04-Oct-2011:  Slides from the IFL2011 talk are posted
24-Jun-2011: The flattening examples have been updated
13-Jun-2011: The flattening examples have been updated
15-May-2011: There are now some flattening examples
13-Apr-2011: The paper is now on the arXiv
12-Apr-2011: Here are  the slides from my CS264 lecture

This page describes and provides a branch of GHC which facilitates heterogeneous metaprogramming by adding three features:

  • GHC.HetMet.GArrow, a set of type classes for generalized arrows; guest languages are created by implementing instances of these classes.

  • Support for modal types inhabited by multi-level terms via the new -XModalTypes flag; guest programs are created by writing expressions of a boxed type.

  • A new compiler pass which translates guest programs from multi-level terms into GArrow-instance-polymorphic one-level terms. This exploits the one-to-one correspondence between multi-level languages and generalized arrows. Roughly speaking, terms of modal type g(a->b) become ordinary Haskell terms of type GArrow g => (g a b). The new pass runs after the desugarer.

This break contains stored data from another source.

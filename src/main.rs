//! agrimarket-watch entry point.
//!
//! Connects to the auction hub with a stored or seeded session, joins the
//! auctions listed in `AGRIMARKET_WATCH_AUCTIONS` and logs every event
//! until Ctrl-C.

use anyhow::Context;
use tracing_subscriber::EnvFilter;

use agrimarket_client::domain::AuctionId;
use agrimarket_client::{ClientConfig, MarketClient};

#[tokio::main]
async fn main() -> anyhow::Result<()> {
    // Initialize tracing
    tracing_subscriber::fmt()
        .with_env_filter(
            EnvFilter::try_from_default_env().unwrap_or_else(|_| EnvFilter::new("info")),
        )
        .init();

    // Load configuration
    let config = ClientConfig::from_env()?;
    tracing::info!(api = %config.api_base_url, hub = %config.hub_url, "starting agrimarket-watch");

    let client = MarketClient::from_config(config)?;

    // Seed the session
    if let (Ok(access), Ok(refresh)) = (
        std::env::var("AGRIMARKET_ACCESS_TOKEN"),
        std::env::var("AGRIMARKET_REFRESH_TOKEN"),
    ) {
        client
            .tokens()
            .store()
            .set_session(&access, &refresh)
            .await
            .context("storing seeded session")?;
    }

    let auctions = watched_auctions()?;

    // Log events
    let registry = client.registry();
    let _bids = registry.on_bid_placed(|bid| {
        tracing::info!(auction_id = %bid.auction_id, amount = bid.amount, bidder = ?bid.bidder_name, "bid placed");
    });
    let _buyouts = registry.on_buy_now_executed(|buy| {
        tracing::info!(auction_id = %buy.auction_id, price = buy.price, "buy-now executed");
    });
    let _notices = registry.on_system_notice(|notice| {
        tracing::info!(title = ?notice.title, message = %notice.message, "system notice");
    });
    let _notifications = registry.on_notification(|record| {
        tracing::info!(id = %record.id, title = %record.title, "notification");
    });
    let _states = registry.on_connection_state(|state| {
        tracing::info!(?state, "hub state");
    });

    if let Err(e) = client.notifications().refresh().await {
        tracing::warn!(error = %e, "could not load notifications");
    }

    client.hub().connect().await.context("connecting to hub")?;
    for auction in auctions {
        client.hub().join(auction).await;
    }

    tokio::signal::ctrl_c().await?;
    tracing::info!("shutting down");
    client.hub().disconnect().await;

    Ok(())
}

fn watched_auctions() -> anyhow::Result<Vec<AuctionId>> {
    let Ok(raw) = std::env::var("AGRIMARKET_WATCH_AUCTIONS") else {
        return Ok(Vec::new());
    };
    raw.split(',')
        .map(str::trim)
        .filter(|s| !s.is_empty())
        .map(|s| {
            s.parse::<AuctionId>()
                .with_context(|| format!("invalid auction id {s}"))
        })
        .collect()
}
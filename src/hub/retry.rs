//! Reconnect backoff policy.

use std::time::Duration;

/// Exponential backoff with a cap and a bounded number of attempts.
#[derive(Debug, Clone, Copy, PartialEq)]
pub struct RetryPolicy {
    /// Attempts after a drop before giving up. `0` disables reconnecting.
    pub max_attempts: u32,
    /// Delay before the first attempt.
    pub initial_delay: Duration,
    /// Upper bound for any single delay.
    pub max_delay: Duration,
    /// Growth factor between consecutive delays.
    pub multiplier: f64,
}

impl Default for RetryPolicy {
    fn default() -> Self {
        Self {
            max_attempts: 5,
            initial_delay: Duration::from_millis(1_000),
            max_delay: Duration::from_millis(30_000),
            multiplier: 2.0,
        }
    }
}

impl RetryPolicy {
    /// Policy that never reconnects.
    #[must_use]
    pub fn disabled() -> Self {
        Self {
            max_attempts: 0,
            ..Self::default()
        }
    }

    /// Delay before attempt `attempt` (zero-based), or `None` once the
    /// attempts are exhausted.
    #[must_use]
    pub fn delay_for_attempt(&self, attempt: u32) -> Option<Duration> {
        if attempt >= self.max_attempts {
            return None;
        }
        if self.initial_delay.is_zero() {
            return Some(Duration::ZERO);
        }
        let exponent = i32::try_from(attempt).unwrap_or(i32::MAX);
        let factor = self.multiplier.max(1.0).powi(exponent);
        let delay = Duration::try_from_secs_f64(self.initial_delay.as_secs_f64() * factor)
            .unwrap_or(self.max_delay);
        Some(delay.min(self.max_delay))
    }
}

#[cfg(test)]
mod tests {
    use super::*;

    #[test]
    fn delays_double_up_to_the_cap() {
        let policy = RetryPolicy {
            max_attempts: 8,
            initial_delay: Duration::from_millis(500),
            max_delay: Duration::from_secs(4),
            multiplier: 2.0,
        };
        let delays: Vec<_> = (0..8).filter_map(|a| policy.delay_for_attempt(a)).collect();
        assert_eq!(
            delays,
            vec![
                Duration::from_millis(500),
                Duration::from_secs(1),
                Duration::from_secs(2),
                Duration::from_secs(4),
                Duration::from_secs(4),
                Duration::from_secs(4),
                Duration::from_secs(4),
                Duration::from_secs(4),
            ]
        );
    }

    #[test]
    fn exhausted_after_max_attempts() {
        let policy = RetryPolicy::default();
        assert_eq!(policy.delay_for_attempt(0), Some(Duration::from_secs(1)));
        assert!(policy.delay_for_attempt(4).is_some());
        assert_eq!(policy.delay_for_attempt(5), None);
        assert_eq!(RetryPolicy::disabled().delay_for_attempt(0), None);
    }

    #[test]
    fn huge_attempt_numbers_stay_capped() {
        let policy = RetryPolicy {
            max_attempts: u32::MAX,
            ..RetryPolicy::default()
        };
        assert_eq!(
            policy.delay_for_attempt(10_000),
            Some(Duration::from_secs(30))
        );
    }

    #[test]
    fn huge_delays_saturate_at_the_cap() {
        let policy = RetryPolicy {
            max_attempts: u32::MAX,
            initial_delay: Duration::from_secs(u64::MAX / 2),
            max_delay: Duration::from_secs(60),
            multiplier: 10.0,
        };
        assert_eq!(policy.delay_for_attempt(0), Some(Duration::from_secs(60)));
        assert_eq!(policy.delay_for_attempt(400), Some(Duration::from_secs(60)));
    }
}
//! Session-token lifecycle: storage, exchange and single-flight refresh.

pub mod exchange;
pub mod refresh;
pub mod token_store;

pub use exchange::{HttpTokenExchange, REFRESH_TOKEN_HEADER, TokenExchange, TokenPair};
pub use refresh::RefreshCoordinator;
pub use token_store::{FileTokenStore, MemoryTokenStore, TokenStore};
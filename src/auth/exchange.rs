//! Client for the token exchange endpoint.

use std::fmt;
use std::sync::Arc;

use async_trait::async_trait;
use serde::{Deserialize, Serialize};

use crate::api::envelope::ApiEnvelope;
use crate::api::request::{ApiRequest, HttpSend};
use crate::error::ClientError;

/// Header carrying the refresh token, alongside the JSON body.
pub const REFRESH_TOKEN_HEADER: &str = "X-Refresh-Token";

/// Tokens issued by the server on login or refresh.
#[derive(Clone, PartialEq, Eq, Serialize, Deserialize)]
#[serde(rename_all = "camelCase")]
pub struct TokenPair {
    /// New access token.
    pub access_token: String,
    /// New (rotated) refresh token.
    pub refresh_token: String,
}

impl fmt::Debug for TokenPair {
    fn fmt(&self, f: &mut fmt::Formatter<'_>) -> fmt::Result {
        f.write_str("TokenPair { .. }")
    }
}

/// Exchanges a refresh token for a new pair.
#[async_trait]
pub trait TokenExchange: Send + Sync + fmt::Debug {
    /// Performs one exchange. Implementations must not retry.
    ///
    /// # Errors
    ///
    /// - [`ClientError::AuthRejected`] if the server refused the token.
    /// - [`ClientError::Network`] on transport failure.
    async fn exchange(&self, refresh_token: &str) -> Result<TokenPair, ClientError>;
}

#[derive(Serialize)]
#[serde(rename_all = "camelCase")]
struct RefreshBody<'a> {
    refresh_token: &'a str,
}

/// [`TokenExchange`] over the REST refresh endpoint.
#[derive(Debug, Clone)]
pub struct HttpTokenExchange {
    sender: Arc<dyn HttpSend>,
    path: String,
}

impl HttpTokenExchange {
    /// Creates an exchange that posts to `path` through `sender`.
    #[must_use]
    pub fn new(sender: Arc<dyn HttpSend>, path: impl Into<String>) -> Self {
        Self {
            sender,
            path: path.into(),
        }
    }
}

#[async_trait]
impl TokenExchange for HttpTokenExchange {
    async fn exchange(&self, refresh_token: &str) -> Result<TokenPair, ClientError> {
        let request = ApiRequest::post(&self.path, &RefreshBody { refresh_token })?
            .with_header(REFRESH_TOKEN_HEADER, refresh_token);
        let response = self.sender.send(&request, None).await?;

        if !response.is_success() {
            tracing::warn!(status = response.status, "refresh exchange rejected");
            return Err(ClientError::AuthRejected);
        }
        let Ok(envelope) = response.json::<ApiEnvelope<TokenPair>>() else {
            tracing::warn!("refresh exchange returned an unreadable body");
            return Err(ClientError::AuthRejected);
        };
        match envelope.data {
            Some(pair) if envelope.is_success => Ok(pair),
            _ => {
                tracing::warn!(message = ?envelope.message, "refresh exchange unsuccessful");
                Err(ClientError::AuthRejected)
            }
        }
    }
}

Collectively, these three features – none of which is very useful without the other two – are known as the heterogeneous metaprogramming (“HetMet”) extensions for GHC.

What are Generalized Arrows?

Like Haskell Arrows, generalized arrows provide a platform for metaprogramming. Unlike multi-stage languages and Haskell Arrows, generalized arrows allow for heterogeneous metaprogramming. Haskell Arrows support metaprogramming only when the guest language is a superset of Haskell, because every Haskell function can be promoted to a guest language expression using arr.

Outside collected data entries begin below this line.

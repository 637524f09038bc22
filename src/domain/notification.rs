//! Notification records and the deduplicating feed that merges REST
//! results with realtime pushes.

use std::collections::HashMap;

use chrono::{DateTime, Utc};
use serde::{Deserialize, Serialize};

/// Severity attached to a notification by the server.
#[derive(Debug, Clone, Copy, PartialEq, Eq, Hash, Serialize, Deserialize)]
pub enum NotificationSeverity {
    /// Informational.
    #[serde(alias = "info", alias = "INFO")]
    Info,
    /// Positive outcome (e.g. auction won).
    #[serde(alias = "success", alias = "SUCCESS")]
    Success,
    /// Needs attention.
    #[serde(alias = "warning", alias = "WARNING")]
    Warning,
    /// Something failed or is urgent.
    #[serde(alias = "critical", alias = "CRITICAL", alias = "Error", alias = "error")]
    Critical,
    /// A severity this client does not model.
    #[serde(other)]
    Unknown,
}

/// A user notification, identified by `id`.
///
/// The same record can arrive twice: once pushed over the hub and once in a
/// REST listing. [`NotificationFeed`] collapses both into one entry.
#[derive(Debug, Clone, PartialEq, Serialize, Deserialize)]
#[serde(rename_all = "camelCase")]
pub struct NotificationRecord {
    /// Unique notification identifier.
    pub id: uuid::Uuid,
    /// Recipient.
    pub user_id: String,
    /// Server-defined category (e.g. `"BidOutbid"`).
    #[serde(rename = "type")]
    pub notification_type: String,
    /// Severity.
    pub severity: NotificationSeverity,
    /// Short headline.
    pub title: String,
    /// Body text.
    pub message: String,
    /// Whether the user has read it.
    #[serde(default)]
    pub is_read: bool,
    /// When it was read.
    #[serde(default)]
    pub read_at: Option<DateTime<Utc>>,
    /// Identifier of the entity the notification is about.
    #[serde(default)]
    pub related_entity_id: Option<String>,
    /// Kind of that entity (e.g. `"Auction"`).
    #[serde(default)]
    pub related_entity_type: Option<String>,
    /// Creation time.
    pub created_at: DateTime<Utc>,
}

impl NotificationRecord {
    /// Folds `incoming` into `self`. Content fields take the incoming
    /// values; read state never goes back from read to unread.
    fn absorb(&mut self, incoming: Self) {
        let was_read = self.is_read;
        let read_at = match (self.read_at, incoming.read_at) {
            (Some(a), Some(b)) => Some(a.min(b)),
            (a, b) => a.or(b),
        };
        *self = incoming;
        self.is_read |= was_read;
        self.read_at = read_at;
    }
}

/// Notifications keyed by id, newest first on read-out.
#[derive(Debug, Clone, Default)]
pub struct NotificationFeed {
    records: HashMap<uuid::Uuid, NotificationRecord>,
}

impl NotificationFeed {
    /// Creates an empty feed.
    #[must_use]
    pub fn new() -> Self {
        Self::default()
    }

    /// Inserts or merges one record. Returns `true` if the id was new.
    pub fn upsert(&mut self, record: NotificationRecord) -> bool {
        match self.records.get_mut(&record.id) {
            Some(existing) => {
                existing.absorb(record);
                false
            }
            None => {
                self.records.insert(record.id, record);
                true
            }
        }
    }

    /// Merges a batch (e.g. a REST page). Returns how many ids were new.
    pub fn merge_all(&mut self, records: impl IntoIterator<Item = NotificationRecord>) -> usize {
        records
            .into_iter()
            .map(|r| self.upsert(r))
            .filter(|inserted| *inserted)
            .count()
    }

    /// Marks one record read. Returns `false` if the id is unknown.
    pub fn mark_read(&mut self, id: uuid::Uuid, at: DateTime<Utc>) -> bool {
        let Some(record) = self.records.get_mut(&id) else {
            return false;
        };
        if !record.is_read {
            record.is_read = true;
            record.read_at = Some(at);
        }
        true
    }

    /// Marks every record read. Returns how many changed.
    pub fn mark_all_read(&mut self, at: DateTime<Utc>) -> usize {
        let mut changed = 0;
        for record in self.records.values_mut().filter(|r| !r.is_read) {
            record.is_read = true;
            record.read_at = Some(at);
            changed += 1;
        }
        changed
    }

    /// Removes a record.
    pub fn remove(&mut self, id: uuid::Uuid) -> Option<NotificationRecord> {
        self.records.remove(&id)
    }

    /// Looks up a record by id.
    #[must_use]
    pub fn get(&self, id: uuid::Uuid) -> Option<&NotificationRecord> {
        self.records.get(&id)
    }

    /// Number of unread records.
    #[must_use]
    pub fn unread_count(&self) -> usize {
        self.records.values().filter(|r| !r.is_read).count()
    }

    /// Number of records.
    #[must_use]
    pub fn len(&self) -> usize {
        self.records.len()
    }

    /// Returns `true` if the feed holds no records.
    #[must_use]
    pub fn is_empty(&self) -> bool {
        self.records.is_empty()
    }

    /// All records, newest first (ties broken by id for a stable order).
    #[must_use]
    pub fn records(&self) -> Vec<NotificationRecord> {
        let mut out: Vec<_> = self.records.values().cloned().collect();
        out.sort_by(|a, b| b.created_at.cmp(&a.created_at).then(a.id.cmp(&b.id)));
        out
    }
}
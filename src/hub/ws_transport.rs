//! WebSocket implementation of the hub transport.
//!
//! Uses `tokio-tungstenite`. The access token travels as the `access_token`
//! query parameter of the socket URL.

use std::collections::VecDeque;
use std::fmt;

use async_trait::async_trait;
use futures_util::stream::{SplitSink, SplitStream};
use futures_util::{SinkExt, StreamExt};
use reqwest::Url;
use tokio::net::TcpStream;
use tokio_tungstenite::tungstenite::{self, Message};
use tokio_tungstenite::{MaybeTlsStream, WebSocketStream, connect_async};

use super::protocol::{self, HubFrame};
use super::transport::{HubConnector, HubLink, HubReader, HubWriter};
use crate::error::ClientError;

type WsStream = WebSocketStream<MaybeTlsStream<TcpStream>>;

/// Opens hub links over WebSocket.
#[derive(Debug, Clone)]
pub struct WsConnector {
    hub_url: Url,
}

impl WsConnector {
    /// Creates a connector for the hub at `hub_url` (`http(s)` or `ws(s)`).
    #[must_use]
    pub fn new(hub_url: Url) -> Self {
        Self { hub_url }
    }

    /// Builds the socket URL for `access_token`.
    ///
    /// # Errors
    ///
    /// Returns [`ClientError::Config`] if the hub URL has a scheme that
    /// cannot be mapped to `ws`/`wss`.
    pub fn socket_url(&self, access_token: &str) -> Result<Url, ClientError> {
        let mut url = self.hub_url.clone();
        let scheme = match url.scheme() {
            "http" | "ws" => "ws",
            "https" | "wss" => "wss",
            other => {
                return Err(ClientError::Config(format!("unsupported hub scheme {other}")));
            }
        };
        url.set_scheme(scheme)
            .map_err(|()| ClientError::Config(format!("cannot use scheme {scheme}")))?;
        url.query_pairs_mut()
            .append_pair("access_token", access_token);
        Ok(url)
    }
}

#[async_trait]
impl HubConnector for WsConnector {
    async fn open(&self, access_token: &str) -> Result<HubLink, ClientError> {
        let url = self.socket_url(access_token)?;
        let (stream, _response) = connect_async(url.as_str())
            .await
            .map_err(map_connect_error)?;
        let (mut sink, mut stream) = stream.split();

        sink.send(Message::text(protocol::handshake_request()))
            .await
            .map_err(|e| ClientError::Network(e.to_string()))?;

        let pending = read_handshake(&mut stream).await?;
        tracing::debug!(host = ?self.hub_url.host_str(), "hub handshake complete");

        Ok(HubLink {
            reader: Box::new(WsReader { stream, pending }),
            writer: Box::new(WsWriter { sink }),
        })
    }
}

fn map_connect_error(err: tungstenite::Error) -> ClientError {
    match err {
        tungstenite::Error::Http(ref response)
            if matches!(response.status().as_u16(), 401 | 403) =>
        {
            ClientError::AuthRejected
        }
        other => ClientError::Network(other.to_string()),
    }
}

/// Waits for the handshake response. Frames the server batched after it
/// are returned for the reader to deliver first.
async fn read_handshake(
    stream: &mut SplitStream<WsStream>,
) -> Result<VecDeque<String>, ClientError> {
    loop {
        match stream.next().await {
            Some(Ok(Message::Text(text))) => {
                let mut frames = protocol::split_frames(text.as_str());
                let Some(first) = frames.next() else {
                    continue;
                };
                protocol::check_handshake_response(first)?;
                return Ok(frames.map(str::to_string).collect());
            }
            Some(Ok(Message::Close(_))) | None => {
                return Err(ClientError::Network(
                    "hub closed during handshake".to_string(),
                ));
            }
            Some(Ok(_)) => {}
            Some(Err(e)) => return Err(ClientError::Network(e.to_string())),
        }
    }
}

/// Read half of a WebSocket hub link.
pub struct WsReader {
    stream: SplitStream<WsStream>,
    pending: VecDeque<String>,
}

impl fmt::Debug for WsReader {
    fn fmt(&self, f: &mut fmt::Formatter<'_>) -> fmt::Result {
        f.debug_struct("WsReader")
            .field("pending", &self.pending.len())
            .finish_non_exhaustive()
    }
}

#[async_trait]
impl HubReader for WsReader {
    async fn recv(&mut self) -> Result<Option<HubFrame>, ClientError> {
        loop {
            if let Some(text) = self.pending.pop_front() {
                return HubFrame::decode(&text).map(Some);
            }
            match self.stream.next().await {
                Some(Ok(Message::Text(text))) => {
                    self.pending
                        .extend(protocol::split_frames(text.as_str()).map(str::to_string));
                }
                Some(Ok(Message::Close(_))) | None => return Ok(None),
                // Binary, ping and pong frames carry nothing for us.
                Some(Ok(_)) => {}
                Some(Err(e)) => return Err(ClientError::Network(e.to_string())),
            }
        }
    }
}

/// Write half of a WebSocket hub link.
pub struct WsWriter {
    sink: SplitSink<WsStream, Message>,
}

impl fmt::Debug for WsWriter {
    fn fmt(&self, f: &mut fmt::Formatter<'_>) -> fmt::Result {
        f.debug_struct("WsWriter").finish_non_exhaustive()
    }
}

#[async_trait]
impl HubWriter for WsWriter {
    async fn send(&mut self, frame: &HubFrame) -> Result<(), ClientError> {
        let text = frame.encode()?;
        self.sink
            .send(Message::text(text))
            .await
            .map_err(|e| ClientError::Network(e.to_string()))
    }

    async fn close(&mut self) {
        if let Err(e) = self.sink.close().await {
            tracing::debug!(error = %e, "hub close was not clean");
        }
    }
}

Generalized arrows remove the assumption that this sort of promotion is possible. This enables heterogeneous metaprogramming.

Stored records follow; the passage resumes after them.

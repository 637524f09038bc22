//! Transport seam for the hub connection.
//!
//! The connection manager only sees [`HubConnector`], [`HubReader`] and
//! [`HubWriter`]; the WebSocket implementation lives in
//! [`ws_transport`](super::ws_transport). Read and write halves are split so
//! the reader can sit in the supervisor task while callers send through the
//! writer.

use std::fmt;

use async_trait::async_trait;

use super::protocol::HubFrame;
use crate::error::ClientError;

/// Read half of an open hub link.
#[async_trait]
pub trait HubReader: Send + fmt::Debug {
    /// Receives the next frame.
    ///
    /// Returns `Ok(None)` when the peer closed the connection.
    ///
    /// # Errors
    ///
    /// Returns [`ClientError::Network`] when the link fails, or
    /// [`ClientError::Decode`] for an undecodable frame.
    async fn recv(&mut self) -> Result<Option<HubFrame>, ClientError>;
}

/// Write half of an open hub link.
#[async_trait]
pub trait HubWriter: Send + fmt::Debug {
    /// Sends one frame.
    ///
    /// # Errors
    ///
    /// Returns [`ClientError::Network`] when the link fails.
    async fn send(&mut self, frame: &HubFrame) -> Result<(), ClientError>;

    /// Closes the link. Errors are not reported; the link is gone either way.
    async fn close(&mut self);
}

/// A handshaken hub connection, split into halves.
#[derive(Debug)]
pub struct HubLink {
    /// Inbound half.
    pub reader: Box<dyn HubReader>,
    /// Outbound half.
    pub writer: Box<dyn HubWriter>,
}

/// Opens hub links.
#[async_trait]
pub trait HubConnector: Send + Sync + fmt::Debug {
    /// Opens a link authenticated with `access_token` and completes the
    /// protocol handshake.
    ///
    /// # Errors
    ///
    /// - [`ClientError::AuthRejected`] if the server refused the token.
    /// - [`ClientError::Network`] for any other failure.
    async fn open(&self, access_token: &str) -> Result<HubLink, ClientError>;
}
//! Type-safe auction identifier.
//!
//! [`AuctionId`] is a newtype wrapper around [`uuid::Uuid`] so auction room
//! identifiers cannot be confused with notification or user identifiers.

use std::fmt;
use std::str::FromStr;

use serde::{Deserialize, Serialize};

/// Identifier of an auction, and of the hub group that carries its events.
///
/// Used as the key of the group membership set and as the argument of the
/// `JoinAuctionGroup` / `LeaveAuctionGroup` hub invocations.
#[derive(Debug, Clone, Copy, PartialEq, Eq, Hash, PartialOrd, Ord, Serialize, Deserialize)]
#[serde(transparent)]
pub struct AuctionId(uuid::Uuid);

impl AuctionId {
    /// Creates a new random `AuctionId` (UUID v4).
    #[must_use]
    pub fn new() -> Self {
        Self(uuid::Uuid::new_v4())
    }

    /// Creates an `AuctionId` from an existing [`uuid::Uuid`].
    #[must_use]
    pub const fn from_uuid(uuid: uuid::Uuid) -> Self {
        Self(uuid)
    }

    /// Returns the inner [`uuid::Uuid`].
    #[must_use]
    pub const fn as_uuid(&self) -> &uuid::Uuid {
        &self.0
    }
}

impl Default for AuctionId {
    fn default() -> Self {
        Self::new()
    }
}

impl fmt::Display for AuctionId {
    fn fmt(&self, f: &mut fmt::Formatter<'_>) -> fmt::Result {
        write!(f, "{}", self.0)
    }
}

impl FromStr for AuctionId {
    type Err = uuid::Error;

    fn from_str(s: &str) -> Result<Self, Self::Err> {
        s.trim().parse::<uuid::Uuid>().map(Self)
    }
}

impl From<uuid::Uuid> for AuctionId {
    fn from(uuid: uuid::Uuid) -> Self {
        Self(uuid)
    }
}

Here's what the type class looks like:

class Category g => GArrow g (**) u where
  --id         :: g x x
  --comp       :: g x y -> g y z -> g x z
  ga_first     :: g x y -> g (x ** z) (y ** z)
  ga_second    :: g x y -> g (z ** x) (z ** y)
  ga_cancell   :: g (u**x) x
  ga_cancelr   :: g (x**u) x
  ga_uncancell :: g x       (u**x)
  ga_uncancelr :: g x       (x**u)
  ga_assoc     :: g ((x**y)**z) (x**(y**z))
  ga_unassoc   :: g (x**(y**z)) ((x**y)**z)

The following methods are provided by useful subclasses of GArrow; they account for languages with weakening, exchange, contraction, and recursion:

class GArrow g (**) u => GArrowDrop g (**) u where
  ga_drop      :: g x u

class GArrow g (**) u => GArrowCopy g (**) u where
  ga_copy      :: g x (x**x)

class GArrow g (**) u => GArrowSwap g (**) u where
  ga_swap      :: g (x**y) (y**x)

class GArrow g (**) u => GArrowLoop g (**) u where
  ga_loop      :: g (x**z) (y**z) -> g x y

The above five type classes are the only ones which are known to the compiler and given special status.

Every Haskell Arrow is a GArrow. Just like Haskell Arrows (and monads), generalized arrows can be used to generate programs in guest languages with features that Haskell lacks. For example, mutable state can be used to produce sequential circuits even though Haskell programs cannot have side effects.

Implementation

The new compiler pass is implemented in Coq, using a complete formalization of  System FC1. Details are here. The flattening transformation relies on the fact that Haskell terms form a category and also that Haskell typing proofs form a category; these facts use my library for category theory in Coq.